Empreinte digitale, 2002.
CD1 / Chants de l’Atlas
CD2 / Chants archaïques de la Alberca
CD3 / Incantations, méditations, danses sacrées berbères
CD4 / Chants berbères de la meule et du berceau
CD5 / Concert au théâtre de la ville (Paris, 1975)
Taos, la « clairchantante », peut enfin continuer à se faire
entendre : le label Empreinte digitale propose une réédition
de tous ses anciens vinyles sous la forme de cinq cédés, accompagnés
d’un livret qui reprend les textes essentiels qui ont accompagné sa
carrière.

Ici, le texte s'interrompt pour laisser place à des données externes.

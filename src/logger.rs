//! Minimal stderr logger for the `log` facade.
//!
//! Level comes from the `-v` count on the command line or from `BF_TAPE_LOG`
//! (`off`, `error`, `warn`, `info`, `debug`, `trace`). Level tags are coloured
//! only when stderr is a terminal.

use std::io::{self, IsTerminal, Write};

use log::{Level, LevelFilter, Log, Metadata, Record};
use nu_ansi_term::{Color, Style};

pub const ENV_LOG: &str = "BF_TAPE_LOG";

struct StderrLogger {
    color: bool,
}

impl StderrLogger {
    fn style_for(level: Level) -> Style {
        match level {
            Level::Error => Color::Red.bold(),
            Level::Warn => Color::Yellow.bold(),
            Level::Info => Style::new(),
            Level::Debug => Color::Cyan.normal(),
            Level::Trace => Color::DarkGray.normal(),
        }
    }
}

impl Log for StderrLogger {
    fn enabled(&self, metadata: &Metadata) -> bool {
        metadata.level() <= log::max_level()
    }

    fn log(&self, record: &Record) {
        if !self.enabled(record.metadata()) {
            return;
        }
        let tag = format!("[{:<5}]", record.level());
        let tag = if self.color {
            Self::style_for(record.level()).paint(tag).to_string()
        } else {
            tag
        };
        let mut stderr = io::stderr().lock();
        let _ = writeln!(stderr, "{tag} {}", record.args());
    }

    fn flush(&self) {
        let _ = io::stderr().flush();
    }
}

/// Map a `-v` count to a level filter. Warnings are on by default.
pub fn level_from_verbosity(verbose: u8) -> LevelFilter {
    match verbose {
        0 => LevelFilter::Warn,
        1 => LevelFilter::Info,
        2 => LevelFilter::Debug,
        _ => LevelFilter::Trace,
    }
}

/// Parse a `BF_TAPE_LOG` value.
pub fn parse_level(value: &str) -> Option<LevelFilter> {
    value.trim().parse::<LevelFilter>().ok()
}

/// Install the logger. Later calls are ignored.
pub fn init(verbose: u8) {
    let level = if verbose > 0 {
        level_from_verbosity(verbose)
    } else {
        std::env::var(ENV_LOG)
            .ok()
            .and_then(|v| parse_level(&v))
            .unwrap_or(LevelFilter::Warn)
    };

    let logger = StderrLogger { color: io::stderr().is_terminal() };
    if log::set_boxed_logger(Box::new(logger)).is_ok() {
        log::set_max_level(level);
    }
}

#[cfg(test)]
mod tests {
    use super::*;

    #[test]
    fn verbosity_steps_through_levels() {
        assert_eq!(level_from_verbosity(0), LevelFilter::Warn);
        assert_eq!(level_from_verbosity(1), LevelFilter::Info);
        assert_eq!(level_from_verbosity(2), LevelFilter::Debug);
        assert_eq!(level_from_verbosity(7), LevelFilter::Trace);
    }

    #[test]
    fn env_values_parse_case_insensitively() {
        assert_eq!(parse_level("DEBUG"), Some(LevelFilter::Debug));
        assert_eq!(parse_level(" off "), Some(LevelFilter::Off));
        assert_eq!(parse_level("loud"), None);
    }
}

Ainsi la mission qu’elle avait choisie est accomplie,
puisqu’elle voulait perpétuer la tradition orale des chants berbères.

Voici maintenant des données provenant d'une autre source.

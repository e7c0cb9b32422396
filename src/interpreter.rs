//! The interpreter loop.
//!
//! An [`Interpreter`] drives a [`Scanner`] across the program text and
//! dispatches each character to a [`Machine`] operation or to a bracket jump.
//! Every run starts from a fresh, zeroed machine and hands it back on halt.
//!
//! Features and behaviors:
//! - Instructions are `><+-.[]`; any other character rejects the program.
//! - `.` writes the current cell as one character plus a newline to the sink.
//! - `[` with a zero cell jumps onto the next `]`, and `]` with a non-zero cell
//!   jumps back onto the previous `[`. In [`BracketMode::Naive`] (the default)
//!   these jumps find the textually nearest bracket and ignore nesting.
//! - The cursor is bounds-checked; leaving the tape is an error.

use std::fmt;
use std::io::{self, Write};
use std::sync::{
    atomic::{AtomicBool, Ordering},
    Arc,
};

use crate::machine::{Machine, TapeError, DEFAULT_CAPACITY};
use crate::scanner::Scanner;

/// Errors that end an interpretation run.
#[derive(Debug, thiserror::Error)]
pub enum InterpretError {
    /// Encountered a character outside the instruction set `><+-.[]`.
    #[error("Invalid instruction '{ch}' at instruction {ip}")]
    InvalidInstruction { ch: char, ip: usize },

    /// The cursor would have left the tape.
    #[error("Cursor out of range at instruction {ip} (cursor={cursor}, op='{op}')")]
    OutOfRange {
        ip: usize,
        cursor: usize,
        op: char,
        #[source]
        source: TapeError,
    },

    /// A bracket jump found no target and unmatched brackets are rejected.
    #[error("Unmatched bracket {kind} at instruction {ip}")]
    MalformedProgram { ip: usize, kind: BracketKind },

    /// The configured tape could not be built.
    #[error("Unusable tape capacity: {source}")]
    Capacity {
        #[source]
        source: TapeError,
    },

    /// Writing to the output sink failed.
    #[error("I/O error at instruction {ip}: {source}")]
    Io {
        ip: usize,
        #[source]
        source: io::Error,
    },

    /// Execution aborted due to step limit.
    #[error("Execution aborted: step limit exceeded ({limit})")]
    StepLimitExceeded { limit: usize },

    /// Execution aborted through the cancel flag.
    #[error("Execution aborted: cancelled")]
    Canceled,
}

/// Which side of a loop failed to find its partner.
#[derive(Debug, Clone, Copy, PartialEq, Eq)]
pub enum BracketKind {
    Open,
    Close,
}

impl fmt::Display for BracketKind {
    fn fmt(&self, f: &mut fmt::Formatter<'_>) -> fmt::Result {
        match self {
            BracketKind::Open => write!(f, "'['"),
            BracketKind::Close => write!(f, "']'"),
        }
    }
}

/// How bracket jumps find their target.
#[derive(Debug, Clone, Copy, Default, PartialEq, Eq)]
pub enum BracketMode {
    /// Jump to the nearest bracket character in scan direction.
    #[default]
    Naive,
    /// Jump to the depth-balanced partner bracket.
    Nested,
}

/// What happens when a bracket jump finds no target.
#[derive(Debug, Clone, Copy, Default, PartialEq, Eq)]
pub enum UnmatchedPolicy {
    /// Leave the scanner where it is and keep executing.
    #[default]
    Continue,
    /// Stop with [`InterpretError::MalformedProgram`].
    Reject,
}

/// Per-run engine settings.
#[derive(Debug, Clone, Copy, PartialEq, Eq)]
pub struct EngineOptions {
    pub capacity: usize,
    pub brackets: BracketMode,
    pub unmatched: UnmatchedPolicy,
}

impl Default for EngineOptions {
    fn default() -> Self {
        Self {
            capacity: DEFAULT_CAPACITY,
            brackets: BracketMode::default(),
            unmatched: UnmatchedPolicy::default(),
        }
    }
}

/// Controls for cooperative cancellation and step limiting.
#[derive(Clone)]
pub struct StepControl {
    pub max_steps: Option<usize>,
    pub cancel_flag: Arc<AtomicBool>,
}

impl StepControl {
    pub fn new(max_steps: Option<usize>, cancel_flag: Arc<AtomicBool>) -> Self {
        Self { max_steps, cancel_flag }
    }
}

/// Runs one program text against fresh machines.
pub struct Interpreter<W: Write = io::Stdout> {
    code: String,
    options: EngineOptions,
    out: W,
}

impl Interpreter<io::Stdout> {
    /// Create an interpreter that writes `.` output to stdout.
    pub fn new(code: impl Into<String>) -> Self {
        Self::with_output(code, io::stdout())
    }
}

impl<W: Write> Interpreter<W> {
    /// Create an interpreter that writes `.` output (or the trace table) to `out`.
    pub fn with_output(code: impl Into<String>, out: W) -> Self {
        Self {
            code: code.into(),
            options: EngineOptions::default(),
            out,
        }
    }

    pub fn with_options(mut self, options: EngineOptions) -> Self {
        self.options = options;
        self
    }

    pub fn options(&self) -> &EngineOptions {
        &self.options
    }

    pub fn code(&self) -> &str {
        &self.code
    }

    /// Give back the output sink.
    pub fn into_output(self) -> W {
        self.out
    }

    /// Execute the program until the scanner is exhausted.
    ///
    /// Returns the final machine on success.
    pub fn run(&mut self) -> Result<Machine, InterpretError> {
        self.execute(false, None)
    }

    /// Execute with cooperative cancellation and optional step limit.
    pub fn run_with_control(&mut self, control: StepControl) -> Result<Machine, InterpretError> {
        self.execute(false, Some(&control))
    }

    /// Execute while writing a step-by-step table to the sink instead of
    /// emitting `.` output. Machine state advances exactly as in [`run`](Self::run).
    pub fn run_trace(&mut self) -> Result<Machine, InterpretError> {
        self.execute(true, None)
    }

    /// Trace-run with cooperative cancellation and optional step limit.
    pub fn run_trace_with_control(&mut self, control: StepControl) -> Result<Machine, InterpretError> {
        self.execute(true, Some(&control))
    }

    fn execute(&mut self, trace: bool, control: Option<&StepControl>) -> Result<Machine, InterpretError> {
        let mut machine = Machine::try_new(self.options.capacity)
            .map_err(|source| InterpretError::Capacity { source })?;
        let mut scanner = Scanner::new(&self.code);
        log::debug!(
            "starting run: {} chars, capacity {}, {:?} brackets, {:?} on unmatched",
            scanner.len(),
            machine.capacity(),
            self.options.brackets,
            self.options.unmatched,
        );

        if trace {
            writeln!(self.out, "STEP | IP  | CUR | CELL | INSTR | ACTION")
                .and_then(|_| writeln!(self.out, "-----+-----+-----+------+-------+------------------------------------------------"))
                .map_err(|source| InterpretError::Io { ip: 0, source })?;
        }

        let mut step: usize = 0;
        while let Some(instr) = scanner.advance() {
            let Some(ip) = scanner.position() else { break };

            if let Some(ctrl) = control {
                if ctrl.cancel_flag.load(Ordering::Relaxed) {
                    return Err(InterpretError::Canceled);
                }
                if let Some(max) = ctrl.max_steps {
                    if step >= max {
                        return Err(InterpretError::StepLimitExceeded { limit: max });
                    }
                }
            }

            let (cursor_before, cell_before) = (machine.cursor(), machine.peek());
            let mut action: Option<String> = trace.then(String::new);
            let out_of_range = |source: TapeError| InterpretError::OutOfRange { ip, cursor: cursor_before, op: instr, source };

            match instr {
                '>' => {
                    machine.move_right().map_err(out_of_range)?;
                    if let Some(a) = action.as_mut() { *a = format!("Moved cursor to cell {}", machine.cursor()); }
                }
                '<' => {
                    machine.move_left().map_err(out_of_range)?;
                    if let Some(a) = action.as_mut() { *a = format!("Moved cursor to cell {}", machine.cursor()); }
                }
                '+' => {
                    machine.increment();
                    if let Some(a) = action.as_mut() { *a = format!("Increment cell[{}] from {} to {}", cursor_before, cell_before, machine.peek()); }
                }
                '-' => {
                    machine.decrement();
                    if let Some(a) = action.as_mut() { *a = format!("Decrement cell[{}] from {} to {}", cursor_before, cell_before, machine.peek()); }
                }
                '.' => {
                    if let Some(a) = action.as_mut() {
                        *a = format!("Output cell value {} (suppressed in trace)", cell_before);
                    } else {
                        machine.output(&mut self.out).map_err(|source| InterpretError::Io { ip, source })?;
                    }
                }
                '[' => {
                    if machine.peek() == 0 {
                        let found = match self.options.brackets {
                            BracketMode::Naive => scanner.seek_forward(']'),
                            BracketMode::Nested => scanner.seek_matching_forward(),
                        };
                        self.after_jump(found, ip, BracketKind::Open)?;
                        if let Some(a) = action.as_mut() {
                            *a = jump_action(found, "forward", "']'", scanner.position());
                        }
                    } else if let Some(a) = action.as_mut() {
                        *a = "Enter loop (cell != 0)".to_string();
                    }
                }
                ']' => {
                    if machine.peek() != 0 {
                        let found = match self.options.brackets {
                            BracketMode::Naive => scanner.seek_back('['),
                            BracketMode::Nested => scanner.seek_matching_back(),
                        };
                        self.after_jump(found, ip, BracketKind::Close)?;
                        if let Some(a) = action.as_mut() {
                            *a = jump_action(found, "back", "'['", scanner.position());
                        }
                    } else if let Some(a) = action.as_mut() {
                        *a = "Exit loop (cell is 0)".to_string();
                    }
                }
                _ => {
                    log::debug!("rejecting {instr:?} at instruction {ip}");
                    return Err(InterpretError::InvalidInstruction { ch: instr, ip });
                }
            }

            if let Some(action) = action {
                writeln!(
                    self.out,
                    "{:<4} | {:<3} | {:<3} | {:<4} |  {}    | {}",
                    step, ip, cursor_before, cell_before, instr, action
                )
                .map_err(|source| InterpretError::Io { ip, source })?;
            }

            step += 1;
        }

        let last_ip = scanner.position().unwrap_or(0);
        self.out.flush().map_err(|source| InterpretError::Io { ip: last_ip, source })?;
        log::debug!(
            "halted after {step} steps (cursor={}, high_water={})",
            machine.cursor(),
            machine.high_water()
        );
        Ok(machine)
    }

    fn after_jump(&self, found: bool, ip: usize, kind: BracketKind) -> Result<(), InterpretError> {
        if found {
            log::trace!("bracket {kind} at {ip} jumped");
            return Ok(());
        }
        match self.options.unmatched {
            UnmatchedPolicy::Reject => Err(InterpretError::MalformedProgram { ip, kind }),
            UnmatchedPolicy::Continue => {
                log::warn!("bracket {kind} at instruction {ip} has no jump target; continuing");
                Ok(())
            }
        }
    }
}

fn jump_action(found: bool, direction: &str, target: &str, landed: Option<usize>) -> String {
    match (found, landed) {
        (true, Some(at)) => format!("Jump {direction} to {target} at IP {at}"),
        _ => format!("No {target} found {direction}; continue"),
    }
}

Cette femme née en 1913 n’aura vécu que pour transmettre la culture
kabyle à travers ses romans comme à travers ces chants que son frère
Jean (dit « El-Mouhouv Le-prestigieux ») avait collectés et
transcrits. Le vaste répertoire qui nous est ici présenté semble
puiser aux mêmes thèmes que ceux que l’on retrouve dans son œuvre
d’écrivain : l’amour malheureux et l’exil. Comme si l’exil pour le
Kabyle faisait partie d’une réalité ancestrale bien antérieure à
l’émigration vers la France. Mais qu’elle fasse revivre le travail des
femmes à la meule ou les cortèges de noces, les mélopées anciennes ou
les chants satiriques, les danses sacrées berbères ou les chants
populaires archaïques recueillis au Sud de l’Espagne, en Estremadure ,
l’auditeur demeure bouleversé par cette voix pathétique et grave qui
conserve son pouvoir incantatoire à travers les ans (les
enregistrements remontent de 1966 à 1975). Cet aspect magique de sa
voix se traduit par exemple par de longues tenues de sons suivis d’une
petite note ajoutée ou par des fluctuations de tempo ou des nuances
inattendues, des pianissimi soudains, des ornementations
originales. Il ne sert à rien d’ailleurs d’essayer d’expliquer cette
voix étrange et belle, pleine de graves qui s’envole pourtant avec
aisance dans l’aigu : elle plonge ses racines dans les cimes du
Djurdjura et à travers elle on entend la mère Fathma, la grand-mère
Aïni et toute une lignée de femmes berbères Le livret, illustré de
photographies en noir et blanc, nous offre à lire non seulement les
textes qui présentaient les vinyles mais aussi une introduction
originale, une discographie, une filmographie, une bibliographie et
une trentaine d’extraits de lettres ou d’articles qui sont autant
d’hommages et de témoignages sur cette femme qu’André Breton comparait
à la reine Néfertiti.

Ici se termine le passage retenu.